*REQUIRED ACTION*. Locate each line in the records containing "bool". Copy it.

##### DATASET RECORDS

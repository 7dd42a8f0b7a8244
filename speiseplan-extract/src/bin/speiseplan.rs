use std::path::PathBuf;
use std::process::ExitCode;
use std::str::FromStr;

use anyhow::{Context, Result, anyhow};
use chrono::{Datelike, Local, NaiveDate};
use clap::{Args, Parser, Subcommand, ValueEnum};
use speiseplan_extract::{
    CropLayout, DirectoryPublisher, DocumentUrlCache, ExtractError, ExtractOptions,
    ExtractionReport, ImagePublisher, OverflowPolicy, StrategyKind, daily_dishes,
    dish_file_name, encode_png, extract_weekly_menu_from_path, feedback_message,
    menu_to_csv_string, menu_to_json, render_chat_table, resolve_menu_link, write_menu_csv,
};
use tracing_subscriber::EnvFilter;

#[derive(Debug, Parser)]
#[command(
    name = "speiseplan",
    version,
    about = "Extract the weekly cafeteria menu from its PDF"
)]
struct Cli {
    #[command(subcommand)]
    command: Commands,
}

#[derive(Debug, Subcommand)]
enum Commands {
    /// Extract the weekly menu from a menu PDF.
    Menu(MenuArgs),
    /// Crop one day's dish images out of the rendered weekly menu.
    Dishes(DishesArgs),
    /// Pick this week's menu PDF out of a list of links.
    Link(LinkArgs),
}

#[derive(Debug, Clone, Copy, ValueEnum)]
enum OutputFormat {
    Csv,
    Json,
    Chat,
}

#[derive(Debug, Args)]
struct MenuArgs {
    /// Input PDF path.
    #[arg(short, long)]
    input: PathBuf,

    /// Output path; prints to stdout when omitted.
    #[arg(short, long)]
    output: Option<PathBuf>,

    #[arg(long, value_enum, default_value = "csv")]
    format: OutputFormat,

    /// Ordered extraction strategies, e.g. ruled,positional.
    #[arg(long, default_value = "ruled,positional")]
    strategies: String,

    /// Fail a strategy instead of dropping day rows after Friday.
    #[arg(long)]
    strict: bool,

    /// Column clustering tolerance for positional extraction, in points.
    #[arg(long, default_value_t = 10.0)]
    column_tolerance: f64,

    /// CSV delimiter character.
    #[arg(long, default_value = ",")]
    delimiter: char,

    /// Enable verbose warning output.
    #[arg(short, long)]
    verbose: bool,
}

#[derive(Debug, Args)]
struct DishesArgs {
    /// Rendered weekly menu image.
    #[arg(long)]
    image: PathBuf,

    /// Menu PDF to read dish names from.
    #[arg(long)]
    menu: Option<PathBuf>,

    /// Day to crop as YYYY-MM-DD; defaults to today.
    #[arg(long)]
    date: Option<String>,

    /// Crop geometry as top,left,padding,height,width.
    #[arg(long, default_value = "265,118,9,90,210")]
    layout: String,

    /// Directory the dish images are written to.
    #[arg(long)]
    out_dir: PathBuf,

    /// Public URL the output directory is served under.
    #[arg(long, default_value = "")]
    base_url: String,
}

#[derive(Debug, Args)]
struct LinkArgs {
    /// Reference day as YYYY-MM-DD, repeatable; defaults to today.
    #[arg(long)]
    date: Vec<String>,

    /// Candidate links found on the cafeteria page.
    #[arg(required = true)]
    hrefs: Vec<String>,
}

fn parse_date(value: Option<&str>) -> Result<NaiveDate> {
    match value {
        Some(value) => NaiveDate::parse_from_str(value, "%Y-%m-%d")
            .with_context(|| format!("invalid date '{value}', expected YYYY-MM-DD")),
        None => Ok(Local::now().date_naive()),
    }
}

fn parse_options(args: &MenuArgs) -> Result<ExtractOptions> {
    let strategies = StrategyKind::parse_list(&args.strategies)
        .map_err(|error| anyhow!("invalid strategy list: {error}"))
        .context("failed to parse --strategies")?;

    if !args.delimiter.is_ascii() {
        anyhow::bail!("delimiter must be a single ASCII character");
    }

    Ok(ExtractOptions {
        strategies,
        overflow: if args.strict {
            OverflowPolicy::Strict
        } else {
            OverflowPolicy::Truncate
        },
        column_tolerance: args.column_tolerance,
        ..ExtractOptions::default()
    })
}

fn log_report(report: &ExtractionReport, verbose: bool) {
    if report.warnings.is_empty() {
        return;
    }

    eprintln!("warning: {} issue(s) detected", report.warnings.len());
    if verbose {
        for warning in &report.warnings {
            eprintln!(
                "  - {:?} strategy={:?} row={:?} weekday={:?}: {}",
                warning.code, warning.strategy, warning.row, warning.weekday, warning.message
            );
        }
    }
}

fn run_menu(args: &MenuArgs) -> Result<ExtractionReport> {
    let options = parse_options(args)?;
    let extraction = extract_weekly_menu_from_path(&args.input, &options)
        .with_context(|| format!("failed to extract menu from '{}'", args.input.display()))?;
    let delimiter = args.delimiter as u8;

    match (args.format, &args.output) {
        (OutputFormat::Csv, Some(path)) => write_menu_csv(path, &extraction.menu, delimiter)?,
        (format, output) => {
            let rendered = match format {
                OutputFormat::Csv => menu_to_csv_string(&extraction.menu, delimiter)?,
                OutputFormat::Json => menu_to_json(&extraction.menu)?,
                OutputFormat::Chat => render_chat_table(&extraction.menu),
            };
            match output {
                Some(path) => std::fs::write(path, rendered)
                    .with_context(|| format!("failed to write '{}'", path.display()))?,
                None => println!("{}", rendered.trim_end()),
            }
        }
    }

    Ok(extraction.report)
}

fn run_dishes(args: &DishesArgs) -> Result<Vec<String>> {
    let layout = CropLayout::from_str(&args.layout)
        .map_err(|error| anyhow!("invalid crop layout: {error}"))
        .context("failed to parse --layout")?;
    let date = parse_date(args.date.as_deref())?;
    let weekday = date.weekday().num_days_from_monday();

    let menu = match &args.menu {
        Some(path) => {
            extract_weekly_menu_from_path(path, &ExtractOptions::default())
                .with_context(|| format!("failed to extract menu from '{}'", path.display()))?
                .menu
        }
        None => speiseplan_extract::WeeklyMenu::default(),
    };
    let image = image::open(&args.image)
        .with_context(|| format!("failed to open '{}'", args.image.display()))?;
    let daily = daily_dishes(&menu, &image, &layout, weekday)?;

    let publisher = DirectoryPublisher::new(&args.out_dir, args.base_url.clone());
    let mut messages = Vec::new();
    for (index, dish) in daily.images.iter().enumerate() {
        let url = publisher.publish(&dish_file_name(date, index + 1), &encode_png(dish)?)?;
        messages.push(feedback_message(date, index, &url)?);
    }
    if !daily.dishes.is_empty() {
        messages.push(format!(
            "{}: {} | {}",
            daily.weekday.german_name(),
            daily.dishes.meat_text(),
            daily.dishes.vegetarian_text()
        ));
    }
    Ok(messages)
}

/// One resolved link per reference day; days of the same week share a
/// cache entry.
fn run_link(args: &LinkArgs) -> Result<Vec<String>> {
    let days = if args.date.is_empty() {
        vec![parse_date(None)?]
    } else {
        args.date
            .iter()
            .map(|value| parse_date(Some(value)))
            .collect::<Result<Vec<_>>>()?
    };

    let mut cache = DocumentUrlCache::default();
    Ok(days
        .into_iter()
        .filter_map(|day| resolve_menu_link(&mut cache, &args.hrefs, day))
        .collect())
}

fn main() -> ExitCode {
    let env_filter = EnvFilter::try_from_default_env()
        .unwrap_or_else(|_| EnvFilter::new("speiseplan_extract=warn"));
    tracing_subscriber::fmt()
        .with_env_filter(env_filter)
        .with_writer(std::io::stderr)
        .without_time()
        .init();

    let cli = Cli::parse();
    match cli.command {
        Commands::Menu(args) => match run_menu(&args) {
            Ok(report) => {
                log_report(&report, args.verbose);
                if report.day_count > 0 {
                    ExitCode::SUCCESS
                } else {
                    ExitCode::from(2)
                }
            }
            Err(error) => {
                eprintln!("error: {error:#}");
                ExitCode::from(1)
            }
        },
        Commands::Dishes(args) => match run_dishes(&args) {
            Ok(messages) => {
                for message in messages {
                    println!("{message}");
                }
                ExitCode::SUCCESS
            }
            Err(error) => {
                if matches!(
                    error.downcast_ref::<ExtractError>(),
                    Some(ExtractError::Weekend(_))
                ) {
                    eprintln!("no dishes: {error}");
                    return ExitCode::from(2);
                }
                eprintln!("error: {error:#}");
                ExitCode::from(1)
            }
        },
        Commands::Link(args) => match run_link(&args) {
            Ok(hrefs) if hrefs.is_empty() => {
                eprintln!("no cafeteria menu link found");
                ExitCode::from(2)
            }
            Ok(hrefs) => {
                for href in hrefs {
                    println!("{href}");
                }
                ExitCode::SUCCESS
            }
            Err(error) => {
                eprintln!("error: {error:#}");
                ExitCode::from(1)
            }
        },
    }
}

##########

*SOLUTION TO THIS PROBLEM*.
    strict: bool,
    verbose: bool,
fn log_report(report: &ExtractionReport, verbose: bool) {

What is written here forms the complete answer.